I think the main usage in the organization is around online workshops, as a visual tool supporting for the discussion. But we also use it for other purposes: documenting internal processes & knowledge management (links to and from SharePoint) offer reusable templates (product strategy, product development, etc.): Blue Ocean canvas, Impact maps, Business Models canvas, Value Stram map planning work, especially user story mapping (product development) review work (scrum reviews and retrospectives) Design sprints In the design team, we use it specifically for: workshops work planning & alignment (Kanban) customer journey maps service blueprints wireframing & low-fidelity prototype with no interactivity user interface inventory mood boards

Pros

  • Real-time collaboration with cursors being either visible or hidden
  • Linking objects in one click: easy to create arrows or more complex flowcharts in just a few clicks
  • Follow someone cursor/display and bring all others collaborators to you
  • Timed activities with shared timer+music
  • Tagging items, now each item has the author visible as well

Cons

  • Wireframing: it'd be helpful to have the multiple frames levels with items that could be moved across these levels, now everything is in the root frame, it's a bit limited
  • Share color palette across boards: maybe it's doable but so far we always have to manually define the colors on a new board in a given project
  • As a distributed team, we wouldn't have been to exist as a team without using Miro. We were pioneers in the company, using it extensively before the pandemic in a company where business used to happen mostly in the office.
  • I don't have hard number, but without Miro, the Product Development department would have faced a great impact on its delivery capacity when the pandemic started.
We used to be on a business plan, but moving the enterprise license we needed to make a clear difference between editors who create boards and collaborators who simply work on existing boards after being invited. That created some little overhead in terms of board sharing and password management.
Miro is definitely one of main tool that enabled the company to have a smooth transition from an in-person office culture to a partially remote/remote-first culture when the pandemic started. New projects with distributed teams now systematically are build around Miro boards and real-time collaboration.
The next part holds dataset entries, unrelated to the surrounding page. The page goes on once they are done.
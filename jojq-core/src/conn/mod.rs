mod inbound;
mod outbound;

pub use inbound::Inbound;
pub use outbound::Outbound;
use std::net::{SocketAddr as StdSocketAddr, ToSocketAddrs};

use tokio::net::{TcpListener, TcpSocket, TcpStream};

use crate::stream::{Stream, UniqueID};

const LISTENER_BACKLOG: u32 = 65535;

/// Binds a TCP listener with `SO_REUSEADDR` set and a large backlog, the
/// way a proxy accepting bursts of short-lived client connections wants.
pub async fn bind_tcp(address: &str) -> std::io::Result<TcpListener> {
    let socket_address = address
        .to_socket_addrs()?
        .next()
        .ok_or_else(|| std::io::Error::new(std::io::ErrorKind::InvalidInput, "could not resolve address"))?;

    let socket = match socket_address {
        StdSocketAddr::V4(_) => TcpSocket::new_v4()?,
        StdSocketAddr::V6(_) => TcpSocket::new_v6()?,
    };
    socket.set_reuseaddr(true)?;
    socket.bind(socket_address)?;
    socket.listen(LISTENER_BACKLOG)
}

/// Accepts one connection, boxing it into the proxy's type-erased stream.
pub async fn accept_stream(listener: &TcpListener) -> std::io::Result<(Stream, StdSocketAddr)> {
    let (tcp_stream, peer) = listener.accept().await?;
    tcp_stream.set_nodelay(true).ok();
    Ok((Stream::new(tcp_stream), peer))
}

pub fn stream_id(stream: &TcpStream) -> i32 {
    stream.id()
}
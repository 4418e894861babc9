use bytes::{BufMut, BytesMut};
use http::header::AsHeaderName;
use http::request::{Parts, Request};
use http::{HeaderName, HeaderValue, Method, Uri, Version};

use super::case::{CaseMap, IntoCaseHeaderName};

const MAX_HEADER_COUNT: usize = 4096;
const INIT_HEADER_SIZE: usize = 8;
const BUILD_HEADER_BUFFER: usize = 512;

const CRLF: &[u8; 2] = b"\r\n";
const HEADER_DELIMITER: &[u8; 2] = b": ";
const EMPTY_SPACE: &[u8; 1] = b" ";

/// A parsed HTTP/1.1 request line plus headers, keeping both the typed
/// `http::request::Parts` and the raw wire casing of each header name so a
/// forwarded request is byte-faithful to what the client sent.
#[derive(Debug, Clone)]
pub struct RequestHeader {
    pub metadata: Parts,
    pub header_case: CaseMap,
    pub raw_path: Vec<u8>,
}

impl RequestHeader {
    pub fn build<M>(method: M, raw_path: &str, version: Version, size: Option<usize>) -> Self
    where
        M: TryInto<Method>,
    {
        let capacity = Self::serve_capacity(size);

        let method = method
            .try_into()
            .map_err(|_| "Invalid method")
            .expect("Failed to convert method");

        let (mut parts, _) = Request::builder()
            .method(method)
            .uri(raw_path.as_bytes())
            .version(version)
            .body(())
            .expect("Failed to create base request")
            .into_parts();

        parts.headers.reserve(capacity);

        RequestHeader {
            metadata: parts,
            header_case: CaseMap::with_capacity(capacity),
            raw_path: raw_path.as_bytes().to_vec(),
        }
    }

    fn serve_capacity(size: Option<usize>) -> usize {
        std::cmp::min(size.unwrap_or(INIT_HEADER_SIZE), MAX_HEADER_COUNT)
    }

    pub fn get_method(&self) -> &Method {
        &self.metadata.method
    }

    pub fn get_raw_path(&self) -> &[u8] {
        &self.raw_path
    }

    /// use .path() to get uri path as &str
    /// use .host() to get uri host as &str
    /// use .query() to get uri query param as &str
    pub fn get_uri(&self) -> &Uri {
        &self.metadata.uri
    }

    pub fn get_version(&self) -> &Version {
        &self.metadata.version
    }

    pub fn get_raw_version(&self) -> &str {
        match self.metadata.version {
            Version::HTTP_09 => "HTTP/0.9",
            Version::HTTP_10 => "HTTP/1.0",
            Version::HTTP_11 => "HTTP/1.1",
            Version::HTTP_2 => "HTTP/2",
            _ => panic!("unsupported version"),
        }
    }

    /// append a header without replacing an existing header of the same name
    pub fn append_header<N, V>(&mut self, name: N, value: V)
    where
        N: IntoCaseHeaderName,
        V: TryInto<HeaderValue>,
    {
        let case_header_name = name.into_case_header_name();

        let header_name: HeaderName = case_header_name
            .as_slice()
            .try_into()
            .map_err(|_| "Invalid header name")
            .expect("Failed to convert header name");

        let header_value = value
            .try_into()
            .map_err(|_| "Invalid header value")
            .expect("Failed to convert header value");

        self.header_case
            .append(header_name.clone(), case_header_name);
        self.metadata.headers.append(header_name, header_value);
    }

    /// insert a header, replacing an existing header of the same name
    pub fn insert_header<N, V>(&mut self, name: N, value: V)
    where
        N: IntoCaseHeaderName,
        V: TryInto<HeaderValue>,
    {
        let case_header_name = name.into_case_header_name();

        let header_name: HeaderName = case_header_name
            .as_slice()
            .try_into()
            .map_err(|_| "Invalid header name")
            .expect("Failed to convert header name");

        let header_value = value
            .try_into()
            .map_err(|_| "Invalid header value")
            .expect("Failed to convert header value");

        self.header_case
            .insert(header_name.clone(), case_header_name);
        self.metadata.headers.insert(header_name, header_value);
    }

    pub fn remove_header<'a, N: ?Sized>(&mut self, name: &'a N)
    where
        &'a N: AsHeaderName,
    {
        self.header_case.remove(name);
        self.metadata.headers.remove(name);
    }

    pub fn get_headers<N>(&self, name: N) -> Vec<&HeaderValue>
    where
        N: AsHeaderName,
    {
        self.metadata.headers.get_all(name).iter().collect()
    }

    pub fn get_header<N>(&self, name: N) -> Option<&HeaderValue>
    where
        N: AsHeaderName,
    {
        self.metadata.headers.get(name)
    }

    pub fn set_method(&mut self, method: Method) {
        self.metadata.method = method
    }

    pub fn set_uri(&mut self, uri: Uri) {
        self.metadata.uri = uri
    }

    pub fn set_version(&mut self, version: Version) {
        self.metadata.version = version
    }

    /// serialize the request line and headers to the wire form, used to
    /// write the forwarded request to the upstream socket
    pub fn build_to_buffer(&self) -> BytesMut {
        let mut buffer = BytesMut::with_capacity(BUILD_HEADER_BUFFER);

        let method = self.get_method().as_str().as_bytes();
        buffer.put_slice(method);
        buffer.put_slice(EMPTY_SPACE);

        let path = self.get_raw_path();
        buffer.put_slice(path);
        buffer.put_slice(EMPTY_SPACE);

        let version = self.get_raw_version().as_bytes();
        buffer.put_slice(version);
        buffer.put_slice(CRLF);

        let iter = self.header_case.iter().zip(self.metadata.headers.iter());
        for ((header, case_header), (header2, val)) in iter {
            if header != header2 {
                // header_case and metadata.headers are built in lockstep; a
                // mismatch means HeaderMap iteration order changed underneath us
                panic!("header iter mismatch {}, {}", header, header2)
            }
            buffer.put_slice(case_header.as_slice());
            buffer.put_slice(HEADER_DELIMITER);
            buffer.put_slice(val.as_ref());
            buffer.put_slice(CRLF);
        }
        buffer.put_slice(CRLF);

        buffer
    }
}
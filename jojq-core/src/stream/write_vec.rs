use bytes::Buf;
use futures::ready;
use std::future::Future;
use std::io::IoSlice;
use std::pin::Pin;
use std::task::{Context, Poll};
use tokio::io;
use tokio::io::AsyncWrite;

/*
    the missing write_buf https://github.com/tokio-rs/tokio/pull/3156#issuecomment-738207409
    https://github.com/tokio-rs/tokio/issues/2610
    In general vectored write is lost when accessing the trait object: Box<S: AsyncWrite>
*/

#[must_use = "futures do nothing unless you `.await` or poll them"]
pub struct WriteVec<'a, W, B> {
    writer: &'a mut W,
    buf: &'a mut B,
}

#[must_use = "futures do nothing unless you `.await` or poll them"]
pub struct WriteVecAll<'a, W, B> {
    writer: &'a mut W,
    buf: &'a mut B,
}

pub trait AsyncWriteVec {
    fn poll_write_vec<B: Buf>(
        self: Pin<&mut Self>,
        _cx: &mut Context<'_>,
        _buf: &mut B,
    ) -> Poll<io::Result<usize>>;

    fn write_vec<'a, B>(&'a mut self, src: &'a mut B) -> WriteVec<'a, Self, B>
    where
        Self: Sized,
        B: Buf,
    {
        WriteVec {
            writer: self,
            buf: src,
        }
    }

    fn write_vec_all<'a, B>(&'a mut self, src: &'a mut B) -> WriteVecAll<'a, Self, B>
    where
        Self: Sized,
        B: Buf,
    {
        WriteVecAll {
            writer: self,
            buf: src,
        }
    }
}

impl<W, B> Future for WriteVec<'_, W, B>
where
    W: AsyncWriteVec + Unpin,
    B: Buf,
{
    type Output = io::Result<usize>;

    fn poll(mut self: Pin<&mut Self>, ctx: &mut Context<'_>) -> Poll<io::Result<usize>> {
        let me = &mut *self;
        Pin::new(&mut *me.writer).poll_write_vec(ctx, me.buf)
    }
}

impl<W, B> Future for WriteVecAll<'_, W, B>
where
    W: AsyncWriteVec + Unpin,
    B: Buf,
{
    type Output = io::Result<()>;

    fn poll(mut self: Pin<&mut Self>, ctx: &mut Context<'_>) -> Poll<io::Result<()>> {
        let me = &mut *self;
        while me.buf.has_remaining() {
            let n = ready!(Pin::new(&mut *me.writer).poll_write_vec(ctx, me.buf))?;
            if n == 0 {
                return Poll::Ready(Err(io::ErrorKind::WriteZero.into()));
            }
        }
        Poll::Ready(Ok(()))
    }
}

/* from https://github.com/tokio-rs/tokio/blob/master/tokio-util/src/lib.rs#L177 */
impl<T> AsyncWriteVec for T
where
    T: AsyncWrite,
{
    fn poll_write_vec<B: Buf>(
        self: Pin<&mut Self>,
        ctx: &mut Context,
        buf: &mut B,
    ) -> Poll<io::Result<usize>> {
        const MAX_BUFS: usize = 64;

        if !buf.has_remaining() {
            return Poll::Ready(Ok(0));
        }

        let n = if self.is_write_vectored() {
            let mut slices = [IoSlice::new(&[]); MAX_BUFS];
            let cnt = buf.chunks_vectored(&mut slices);
            ready!(self.poll_write_vectored(ctx, &slices[..cnt]))?
        } else {
            ready!(self.poll_write(ctx, buf.chunk()))?
        };

        buf.advance(n);

        Poll::Ready(Ok(n))
    }
}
Do you think Miro delivers good value for the price?

Yes

Are you happy with Miro's feature set?

Yes

Did Miro live up to sales and marketing promises?

I wasn't involved with the selection/purchase process

Did implementation of Miro go as expected?

I wasn't involved with the implementation phase

Would you buy Miro again?

Yes

FigJam offers some nice fancy features for us in the design team, but our job as designers involves a lot of collaboration with the wider organization rather than just amongst ourselves. For this reason and because of the extensive amount of features we use in Miro, it is way more adapted to our needs than FigJam.
It's well suited for most situations, as we often need to have a visual support for our reflection. The only situations where we don't use it as a main tool is when we're having meetings where most of the people are colocated, then an actual whiteboard is still more natural and faster to explore ideas. Another situation is when we have workshops we people from departments that usually don't use a white-boarding tool (for licensing cost mostly).